Ce procès est le premier au monde dans lequel un ancien chef d’Etat est traduit devant une juridiction d’un autre pays pour violations présumées des droits de l’Homme. Une commission d’enquête tchadienne estime le bilan de la répression sous le régime d’Hissène Habré à quelque 40.000 morts, dont dont 4.000 identifiées nommément. Ce procès vise également à répondre aux griefs croissants contre la Cour pénale internationale (CPI), siégeant à La Haye, accusée de ne poursuivre que des dirigeants africains, en montrant que le continent peut les juger lui-même.

« C’est le couronnement d’une âpre et longue lutte contre l’impunité. Aujourd’hui, l’Afrique a gagné », a réagi à la sortie de l’audience le président de l’Association des victimes des crimes du régime de Hissène Habré (AVCRHH), Clément Abaïfouta. « Nous disons merci au Sénégal et à l’Afrique qui a jugé l’Afrique ». « Je suis très ému, c’est une satisfaction totale, il faut que ça serve de leçon pour tous les autres dictateurs », a commenté de son côté Souleymane Guengueng, président d’une autre association de victimes.

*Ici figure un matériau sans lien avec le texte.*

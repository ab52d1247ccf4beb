//! MIDI client selection

use crate::device::DeviceError;

/// Sibling MIDI backend. Event routing lives outside the mixer.
pub trait MidiClient: Send {
    fn name(&self) -> &str;

    /// Raw clients deliver byte streams instead of sequenced events
    fn is_raw(&self) -> bool;
}

/// Client used when no MIDI backend can be opened
#[derive(Debug, Default)]
pub struct DummyMidiClient;

impl DummyMidiClient {
    pub const NAME: &'static str = "dummy";
}

impl MidiClient for DummyMidiClient {
    fn name(&self) -> &str {
        Self::NAME
    }

    fn is_raw(&self) -> bool {
        true
    }
}

type OpenFn = dyn Fn() -> Result<Box<dyn MidiClient>, DeviceError> + Send + Sync;

/// Named MIDI client factory tried by `Mixer::init_devices`
pub struct MidiCandidate {
    name: String,
    open: Box<OpenFn>,
}

impl MidiCandidate {
    pub fn new<F>(name: impl Into<String>, open: F) -> Self
    where
        F: Fn() -> Result<Box<dyn MidiClient>, DeviceError> + Send + Sync + 'static,
    {
        Self { name: name.into(), open: Box::new(open) }
    }

    pub fn name(&self) -> &str {
        &self.name
    }

    pub fn open(&self) -> Result<Box<dyn MidiClient>, DeviceError> {
        (self.open)()
    }
}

« L’époque où les tyrans pouvaient brutaliser leur peuple, piller les richesses de leur pays puis s’enfuir à l’étranger pour profiter d’une vie de luxe touche à sa fin », a estimé Reed Brody, cheville ouvrière de cette procédure au sein de l’organisation Human Rights Watch (HRW). Un des avocats commis d’office pour la défense, Me Abdou Gningue, a en revanche fait part de sa « surprise ». « Nous avons l’impression que la Chambre n’a fait qu’homologuer le réquisitoire » du procureur spécial, qui avait requis la perpétuité, a déclaré cet avocat.

Hissène Habré, à N'Djamena, le 16 août 1983. (photo AFP)

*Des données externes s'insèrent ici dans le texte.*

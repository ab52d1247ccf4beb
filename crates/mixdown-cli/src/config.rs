//! Settings file stored as TOML in the user config directory

use std::path::{Path, PathBuf};

use anyhow::{Context, Result};
use mixdown_core::EngineConfig;

pub fn config_path() -> PathBuf {
    dirs::config_dir()
        .unwrap_or_else(|| PathBuf::from("."))
        .join("mixdown")
        .join("config.toml")
}

/// Read settings from `path`. A missing file yields the defaults.
pub fn load_config(path: &Path) -> Result<EngineConfig> {
    let text = match std::fs::read_to_string(path) {
        Ok(text) => text,
        Err(e) if e.kind() == std::io::ErrorKind::NotFound => return Ok(EngineConfig::default()),
        Err(e) => return Err(e).with_context(|| format!("reading {}", path.display())),
    };
    let config: EngineConfig = toml::from_str(&text).with_context(|| format!("parsing {}", path.display()))?;
    config.validate().with_context(|| format!("invalid settings in {}", path.display()))?;
    Ok(config)
}

pub fn save_config(path: &Path, config: &EngineConfig) -> Result<()> {
    if let Some(parent) = path.parent() {
        std::fs::create_dir_all(parent).with_context(|| format!("creating {}", parent.display()))?;
    }
    let text = toml::to_string_pretty(config).context("serializing settings")?;
    std::fs::write(path, text).with_context(|| format!("writing {}", path.display()))
}
impl Mixer {
    pub fn new(config: &EngineConfig) -> Result<Self, MixerError> {
        config.validate()?;
        let params = Params {
            quality: config.quality_settings(),
            frames_per_period: config.frames_per_period,
            channels: config.channels,
            base_rate: config.sample_rate,
            output_rate: config.sample_rate,
            pool_depth: config.pool_depth,
        };
        let workers = config.resolved_worker_threads();
        let core = MixerCore::new(params, workers, config.master_gain)?;

        info!(
            frames = params.frames_per_period,
            channels = params.channels,
            sample_rate = params.base_rate,
            workers = core.worker_count(),
            fifo = config.fifo,
            "Mixer created"
        );

        Ok(Self {
            core: Arc::new(core),
            devices: Mutex::new(DeviceSlot {
                current: None,
                previous: None,
                needs_fifo: config.fifo,
                writer: None,
                running: false,
            }),
            midi: Mutex::new(None),
            fifo_depth: config.fifo_depth,
            preferred_backend: config.audio_backend.clone(),
        })
    }

    pub fn device_request(&self) -> DeviceRequest {
        let params = self.core.params();
        DeviceRequest {
            sample_rate: params.base_rate,
            channels: params.channels,
            frames_per_period: params.frames_per_period,
            quality: params.quality,
        }
    }

    /// Open the first working audio backend (preferred one first), falling
    /// back to the null device, and the first working MIDI client, falling
    /// back to the dummy client. Missing hardware is never an error.
    pub fn init_devices(&self, audio: &[DeviceCandidate], midi: &[MidiCandidate]) -> Result<(), MixerError> {
        let request = self.device_request();
        let preferred = self.preferred_backend.as_deref();
        let ordered = audio
            .iter()
            .filter(|c| Some(c.name()) == preferred)
            .chain(audio.iter().filter(|c| Some(c.name()) != preferred));

        let mut installed = false;
        for candidate in ordered {
            let device = match candidate.open(&request) {
                Ok(device) => device,
                Err(e) => {
                    warn!(backend = candidate.name(), error = %e, "Audio backend unavailable, trying next");
                    continue;
                }
            };
            match self.set_audio_device_keep_quality(device) {
                Ok(()) => {
                    installed = true;
                    break;
                }
                Err(e) => warn!(backend = candidate.name(), error = %e, "Audio backend failed to start, trying next"),
            }
        }
        if !installed {
            warn!("No audio backend available, using null device");
            self.set_audio_device_keep_quality(Box::new(NullDevice::new(&request)))?;
        }

        let client = midi
            .iter()
            .find_map(|candidate| match candidate.open() {
                Ok(client) => Some(client),
                Err(e) => {
                    warn!(backend = candidate.name(), error = %e, "MIDI backend unavailable, trying next");
                    None
                }
            })
            .unwrap_or_else(|| Box::new(DummyMidiClient));
        info!(client = client.name(), "MIDI client selected");
        *lock(&self.midi) = Some(client);
        Ok(())
    }

    /// Stop processing, install `device` with `quality`, and restart
    pub fn set_audio_device(
        &self,
        device: Box<dyn AudioDevice>,
        quality: QualitySettings,
        needs_fifo: bool,
    ) -> Result<(), MixerError> {
        let mut slot = lock(&self.devices);
        self.stop_locked(&mut slot);
        if let Some(old) = slot.current.take() {
            slot.previous = Some((old, slot.needs_fifo));
        }
        self.install_locked(&mut slot, device, quality, needs_fifo)
    }

    pub fn set_audio_device_keep_quality(&self, device: Box<dyn AudioDevice>) -> Result<(), MixerError> {
        let needs_fifo = lock(&self.devices).needs_fifo;
        self.set_audio_device(device, self.quality_settings(), needs_fifo)
    }

    /// Reinstate the device replaced by the last `set_audio_device`
    pub fn restore_audio_device(&self) -> Result<(), MixerError> {
        let mut slot = lock(&self.devices);
        let (device, needs_fifo) = slot.previous.take().ok_or(MixerError::NoPreviousDevice)?;
        self.stop_locked(&mut slot);
        slot.current = None;
        let quality = self.quality_settings();
        self.install_locked(&mut slot, device, quality, needs_fifo)
    }

    fn install_locked(
        &self,
        slot: &mut DeviceSlot,
        device: Box<dyn AudioDevice>,
        quality: QualitySettings,
        needs_fifo: bool,
    ) -> Result<(), MixerError> {
        let name = device.name().to_string();
        self.apply_params(Params { quality, output_rate: device.sample_rate(), ..self.core.params() })?;
        self.core
            .realtime
            .store(device.is_realtime(), std::sync::atomic::Ordering::Relaxed);
        slot.needs_fifo = needs_fifo;
        slot.current = Some(device);
        info!(device = %name, fifo = needs_fifo, "Audio device installed");
        self.core.emit(MixerEvent::AudioDeviceChanged(name));
        if let Err(e) = self.start_locked(slot) {
            slot.current = None;
            return Err(e);
        }
        Ok(())
    }

    /// Rebuild the pipeline for `params` and announce what changed
    fn apply_params(&self, params: Params) -> Result<(), MixerError> {
        let old = self.core.params();
        self.core.reconfigure(params)?;
        if let Some(rate) = self.core.input.input_rate() {
            self.core.input.configure(
                rate,
                params.processing_rate(),
                params.quality.interpolation,
                params.frames_per_period,
            )?;
        }
        if old.quality != params.quality {
            self.core.emit(MixerEvent::QualitySettingsChanged(params.quality));
        }
        if old.processing_rate() != params.processing_rate() || old.output_rate != params.output_rate {
            self.core.emit(MixerEvent::SampleRateChanged {
                processing: params.processing_rate(),
                output: params.output_rate,
            });
        }
        Ok(())
    }

    fn start_locked(&self, slot: &mut DeviceSlot) -> Result<(), MixerError> {
        if slot.running {
            return Ok(());
        }
        let Some(device) = slot.current.as_mut() else {
            return Ok(());
        };

        if slot.needs_fifo {
            let fifo = Arc::new(FifoBuffer::new(self.fifo_depth));
            let core = self.core.clone();
            let writer = FifoWriter::spawn(fifo.clone(), move || core.render_next_buffer())?;
            self.core.set_fifo(Some(fifo));
            slot.writer = Some(writer);
        }

        if let Err(e) = device.start(PeriodSource::new(self.core.clone())) {
            if let Some(mut writer) = slot.writer.take() {
                writer.finish();
            }
            self.core.set_fifo(None);
            return Err(e.into());
        }

        slot.running = true;
        info!(device = device.name(), "Processing started");
        Ok(())
    }

    /// Device first, so nothing pulls from the FIFO once the writer is gone
    fn stop_locked(&self, slot: &mut DeviceSlot) {
        if !slot.running {
            return;
        }
        if let Some(device) = slot.current.as_mut() {
            device.stop();
        }
        if let Some(mut writer) = slot.writer.take() {
            writer.finish();
        }
        self.core.set_fifo(None);
        slot.running = false;
        info!("Processing stopped");
    }

    pub fn start_processing(&self) -> Result<(), MixerError> {
        let mut slot = lock(&self.devices);
        self.start_locked(&mut slot)
    }

    pub fn stop_processing(&self) {
        let mut slot = lock(&self.devices);
        self.stop_locked(&mut slot);
    }

    pub fn is_processing(&self) -> bool {
        lock(&self.devices).running
    }

    /// Swap quality settings and restart the device pipeline
    pub fn change_quality(&self, quality: QualitySettings) -> Result<(), MixerError> {
        let mut slot = lock(&self.devices);
        let was_running = slot.running;
        self.stop_locked(&mut slot);
        self.apply_params(Params { quality, ..self.core.params() })?;
        info!(?quality, "Quality settings changed");
        if was_running {
            self.start_locked(&mut slot)?;
        }
        Ok(())
    }

    /// Only allowed while processing is stopped
    pub fn set_frames_per_period(&self, frames: usize) -> Result<(), MixerError> {
        let slot = lock(&self.devices);
        if slot.running {
            return Err(MixerError::Running);
        }
        if !(MIN_FRAMES_PER_PERIOD..=MAX_FRAMES_PER_PERIOD).contains(&frames) {
            return Err(MixdownError::InvalidPeriod(frames).into());
        }
        self.apply_params(Params { frames_per_period: frames, ..self.core.params() })
    }

    /// Take the global lock for a batch of handle/port changes
    pub fn lock(&self) -> MixerGuard<'_> {
        MixerGuard { registry: self.core.registry(), core: &self.core }
    }

    pub fn add_play_handle(&self, handle: Box<dyn PlayHandle>) -> Option<PlayHandleId> {
        self.lock().add_play_handle(handle)
    }

    pub fn remove_play_handle(&self, id: PlayHandleId) -> bool {
        self.lock().remove_play_handle(id)
    }

    /// Remove every handle owned by `track`
    pub fn remove_play_handles(&self, track: TrackId) -> usize {
        self.lock().remove_play_handles(track)
    }

    pub fn clear(&self) -> usize {
        self.lock().clear()
    }

    pub fn add_audio_port(&self, port: Arc<AudioPort>) -> bool {
        self.lock().add_audio_port(port)
    }

    pub fn remove_audio_port(&self, port: &Arc<AudioPort>) -> bool {
        self.lock().remove_audio_port(port)
    }

    pub fn has_play_handles(&self) -> bool {
        self.play_handle_count() > 0
    }

    pub fn play_handle_count(&self) -> usize {
        self.lock().play_handle_count()
    }

    /// Next period, popped from the FIFO when one is active (blocking) or
    /// rendered in place
    pub fn next_buffer(&self) -> SurroundBuffer {
        self.core.next_buffer()
    }

    /// Render one period regardless of the FIFO
    pub fn render_next_buffer(&self) -> SurroundBuffer {
        self.core.render_next_buffer()
    }

    /// Append captured interleaved stereo frames
    pub fn push_input_frames(&self, frames: &[f32]) {
        self.core.input.push(frames);
    }

    /// Frames captured during the previous period
    pub fn input_buffer(&self) -> Vec<f32> {
        self.core.input.read()
    }

    pub fn input_buffer_frames(&self) -> usize {
        self.core.input.read_frames()
    }

    pub fn frames_per_period(&self) -> usize {
        self.core.params().frames_per_period
    }

    pub fn channels(&self) -> usize {
        self.core.params().channels
    }

    pub fn cpu_load(&self) -> f32 {
        self.core.load.load()
    }

    pub fn load_monitor(&self) -> &LoadMonitor {
        &self.core.load
    }

    /// Sustained overrun on a real-time device
    pub fn critical_xruns(&self) -> bool {
        self.core.critical_xruns()
    }

    pub fn quality_settings(&self) -> QualitySettings {
        self.core.params().quality
    }

    pub fn base_sample_rate(&self) -> u32 {
        self.core.params().base_rate
    }

    pub fn processing_sample_rate(&self) -> u32 {
        self.core.params().processing_rate()
    }

    pub fn output_sample_rate(&self) -> u32 {
        self.core.params().output_rate
    }

    pub fn input_sample_rate(&self) -> u32 {
        self.core.input.input_rate().unwrap_or_else(|| self.processing_sample_rate())
    }

    pub fn master_gain(&self) -> f32 {
        self.core.master_gain()
    }

    pub fn set_master_gain(&self, gain: f32) {
        self.core.set_master_gain(gain);
    }

    /// Left and right peaks of the last period
    pub fn peak_values(&self) -> (f32, f32) {
        (self.core.meter.peak(0), self.core.meter.peak(1))
    }

    pub fn is_clipping(&self) -> bool {
        self.core.meter.is_clipped()
    }

    pub fn current_read_buffer(&self) -> SurroundBuffer {
        self.core.current_read_buffer()
    }

    pub fn analysis_buffer(&self) -> SurroundBuffer {
        self.core.analysis_buffer()
    }

    pub fn audio_device_name(&self) -> Option<String> {
        lock(&self.devices).current.as_ref().map(|d| d.name().to_string())
    }

    pub fn midi_client_name(&self) -> Option<String> {
        lock(&self.midi).as_ref().map(|c| c.name().to_string())
    }

    pub fn has_fifo_writer(&self) -> bool {
        lock(&self.devices).writer.is_some()
    }

    pub fn fifo_underruns(&self) -> u64 {
        self.core.fifo_underruns()
    }

    pub fn worker_count(&self) -> usize {
        self.core.worker_count()
    }

    pub fn subscribe(&self) -> Receiver<MixerEvent> {
        let (tx, rx) = bounded(EVENT_QUEUE);
        self.core.subscribe(tx);
        rx
    }

    pub fn clip(sample: f32) -> f32 {
        clip(sample)
    }

    pub fn clear_audio_buffer(buffer: &mut AudioBuffer, frames: usize, offset: usize) {
        buffer.clear_range(frames, offset);
    }

    pub fn peak_value_left(buffer: &AudioBuffer) -> f32 {
        buffer.peak(0)
    }

    pub fn peak_value_right(buffer: &AudioBuffer) -> f32 {
        buffer.peak(1)
    }

    /// Mix `frames` frames of `buffer` into `port` at `offset`
    pub fn buffer_to_port(
        buffer: &StereoBuffer,
        frames: usize,
        offset: usize,
        volume: &VolumeVector,
        port: &AudioPort,
    ) {
        port.mix_in(buffer, frames, offset, volume);
    }
}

Hissène Habré, à N’Djamena, le 16 août 1983. (photo AFP)

« Système d’impunité et de terreur »

« Hissène Habré a joué un rôle central de chef d’orchestre dans la répression », selon le verdict, qui lui reproche d’avoir créé « un système où l’impunité et la terreur (faisaient) la loi ». « Hissène Habré, la Chambre vous condamne à la peine d’emprisonnement à perpétuité », a déclaré le président Kam, l’informant qu’il disposait de quinze jours pour faire appel de cette décision. Sur un des points les plus sensibles du procès, le tribunal s’est dit convaincu par le témoignage de Khadija Hassan Zidane, qui avait affirmé pendant le procès avoir été violée par Hissène Habré, M. Kam faisant état de « rapports sexuels non consentis à trois reprises et un rapport buccal non consenti ».

Les conseils choisis par Hissène Habré n’étaient pas présents, conformément à sa stratégie depuis l’ouverture du procès, qui a conduit les CAE à commettre d’office trois avocats pour assurer sa défense. Mais l’un d’entre eux, Me Ibrahima Diawara, affirmait la semaine dernière que « cette affaire n’est pas judiciaire mais politique. Il n’y a qu’une seule issue, que Hissène Habré soit condamné ».

Hissène Habré a dirigé le Tchad pendant huit ans (1982-1990) avant d’être renversé par un de ses anciens collaborateurs, l’actuel président Idriss Deby Itno, et de se réfugier au Sénégal en décembre 1990. Arrêté le 30 juin 2013, il était jugé depuis le 20 juillet 2015 par les Chambres africaines extraordinaires (CAE), créées en vertu d’un accord entre le Sénégal et l’Union africaine (UA), qu’il récuse et devant lesquelles il refuse de s’exprimer ou de se défendre.

Au Tchad, des victimes présumées du régime Habré pouvaient suivre le verdict en direct sur la télévision et la radio. A l’annonce du verdict, les cris de joie et de youyou des femmes ont envahi la cour. Des victimes et leurs proches sont tombés dans les bras les uns des autres et ont crié notamment: « Victoire, on a gagné! ». Ils ont ensuite envahi la rue pour manifester leur joie, bloquant le passage aux véhicules. Hissène Habré encourait jusqu’aux travaux forcés à perpétuité.

En cas de condamnation définitive, il purgera sa peine au Sénégal ou dans un autre pays de l’UA. Une autre phase s’ouvrira ensuite, durant laquelle seront examinées d’éventuelles demandes de réparation au civil.